Fusion can also rewrite Solr’s responses before returning them to the search application; see Response Rewriting.
Query rewriting strategies
Fusion provides a variety of query rewriting strategies to improve relevancy:
With the exception of business rules, which are always manually created, these strategies correspond to certain Spark jobs. Lucidworks recommends configuring and scheduling all of these jobs for best results. You can also train the jobs by manually adding documents to their output. Manually-added documents are used for machine learning and are never overwritten by new job output.
Query rewriting strategies are applied in the following order:
-
Business rules - If a query triggers a business rule, then the business rule overrides any query rewriting strategies that conflict with it.
-
Query rewrites
-
Underperforming query rewriting - If a query triggers an underperforming query rewrite, then this strategy overrides all subsequent query rewriting strategies.
-
Remove words - To help increase the number of results returned, Remove Words query rewrites removes words from the users' search.
-
-
Synonym detection
-
Misspelling detection and phrase detection - The query rewriting results from both of these strategies are applied together. To use only the strategy with the longest surface form, you can configure the Text Tagger query stage with Overlapping Tag Policy set to "LONGEST_DOMINANT_RIGHT".
Business rules
Business rules are manually-created formulas for rewriting queries. This is the most versatile strategy for creating custom query rewrites. It supports a variety of conditions and actions to address a wide range of use cases. When you need a very specific query rewrite, this is the best strategy.

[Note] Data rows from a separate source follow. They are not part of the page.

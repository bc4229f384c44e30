// ============================================================
// Layer 2 — Discover Use Case
// ============================================================
// Chooses where papers come from and runs discovery alone:
//
//   --corpus-dir given → LocalCorpus (offline, JSON records)
//   otherwise          → arXiv
//
// The ask use case uses the same choice for its Discover stage.

use anyhow::{Context, Result};
use std::{path::Path, sync::Arc, time::Duration};

use crate::application::fallback;
use crate::data::loader::LocalCorpus;
use crate::domain::paper::PaperRef;
use crate::domain::traits::PaperSource;
use crate::infra::arxiv::ArxivClient;

/// The paper source for a run: a local corpus when given, arXiv otherwise.
pub fn paper_source(corpus_dir: Option<&Path>, timeout: Duration) -> Result<Arc<dyn PaperSource>> {
    match corpus_dir {
        Some(dir) => {
            tracing::info!("Discovering papers in local corpus '{}'", dir.display());
            Ok(Arc::new(LocalCorpus::new(dir)))
        }
        None => {
            tracing::info!("Discovering papers on arXiv");
            Ok(Arc::new(ArxivClient::new(timeout)?))
        }
    }
}

pub struct DiscoverUseCase {
    source: Arc<dyn PaperSource>,
    timeout: Duration,
}

impl DiscoverUseCase {
    pub fn new(corpus_dir: Option<&Path>, timeout: Duration) -> Result<Self> {
        Ok(Self { source: paper_source(corpus_dir, timeout)?, timeout })
    }

    pub fn with_source(source: Arc<dyn PaperSource>, timeout: Duration) -> Self {
        Self { source, timeout }
    }

    pub async fn discover(&self, query: &str, max_results: usize) -> Result<Vec<PaperRef>> {
        let papers = fallback::guarded(self.timeout, self.source.discover(query, max_results))
            .await
            .with_context(|| format!("Discovery for '{query}' failed"))?;
        tracing::info!("Found {} papers", papers.len());
        Ok(papers)
    }
}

Business rules are applied in the Apply Rules stage of the query pipeline.
See Business Rules to learn how to create, edit, and publish business rules.
Underperforming query rewriting
Head/tail analysis is:
-
Also known as the Underperforming Query Rewriting feature
-
Uses signals data to identify underperforming queries
-
Suggests improved queries that could produce better conversion rates
When an incoming query contains a matching underperforming query, the original query is replaced by an improved query. These improvements can be:
-
Suggested by the Head/Tail Analysis Spark job operating on your signals data
-
Created manually using the Rules Editor or underlying API
Query improvements are applied in the Text Tagger stage of the query pipeline.
See Head/Tail Analysis (Underperforming Query Rewriting) to learn how to review, edit, create, and publish query improvements.
Misspelling detection
The Misspelling Detection feature maps misspellings to their corrected spellings. When Fusion receives a query containing a known misspelling, it rewrites the query using the corrected spelling in order to return relevant results instead of an empty or irrelevant results set.
Spelling corrections are applied in the Text Tagger stage of the query pipeline.
Misspelled terms are completely replaced by their corrected terms. If you want to expand the query to include all alternative terms, set the synonyms to bi-directional. See Synonym Detection for more information. |
See:
-
Misspelling Detection for general information
-
Use Misspelling Detection for information about how to review, edit, create, and publish spelling corrections
Phrase detection
Phrase detection identifies phrases in your signals so that results with matching phrases can be boosted. This helps compensate for queries where phrases are not distinguished with quotation marks. For example, the query ipad case
is rewritten as “ipad case”~10^2
, meaning if ipad
and case
appear within 10 terms (whitespace-delimited tokens) of each other, then boost the result by a factor of 2.
Phrases are applied in the Text Tagger stage of the query pipeline.
See:
-
Phrase Detection for general information
-
Use Phrase Detection for information about how to review, edit, create, and publish spelling corrections
Synonym detection
The Synonym Detection feature generates pairs of synonyms and pairs of similar queries. Two words are considered potential synonyms when they are used in a similar context in similar queries. A query that contains a matching term is expanded to include all of its synonyms, with the original term boosted by a factor of two. Synonyms are applied in the Text Tagger stage of the query pipeline.
See:
-
Synonym Detection for general information
-
Use Synonym Detection for information about how to review, edit, create, and publish synonym corrections
Remove words
Use a Remove Words query rewrite to remove particular phrases from queries. Unlike other rewrites, Remove Words rules are entered manually and aren’t generated by a job.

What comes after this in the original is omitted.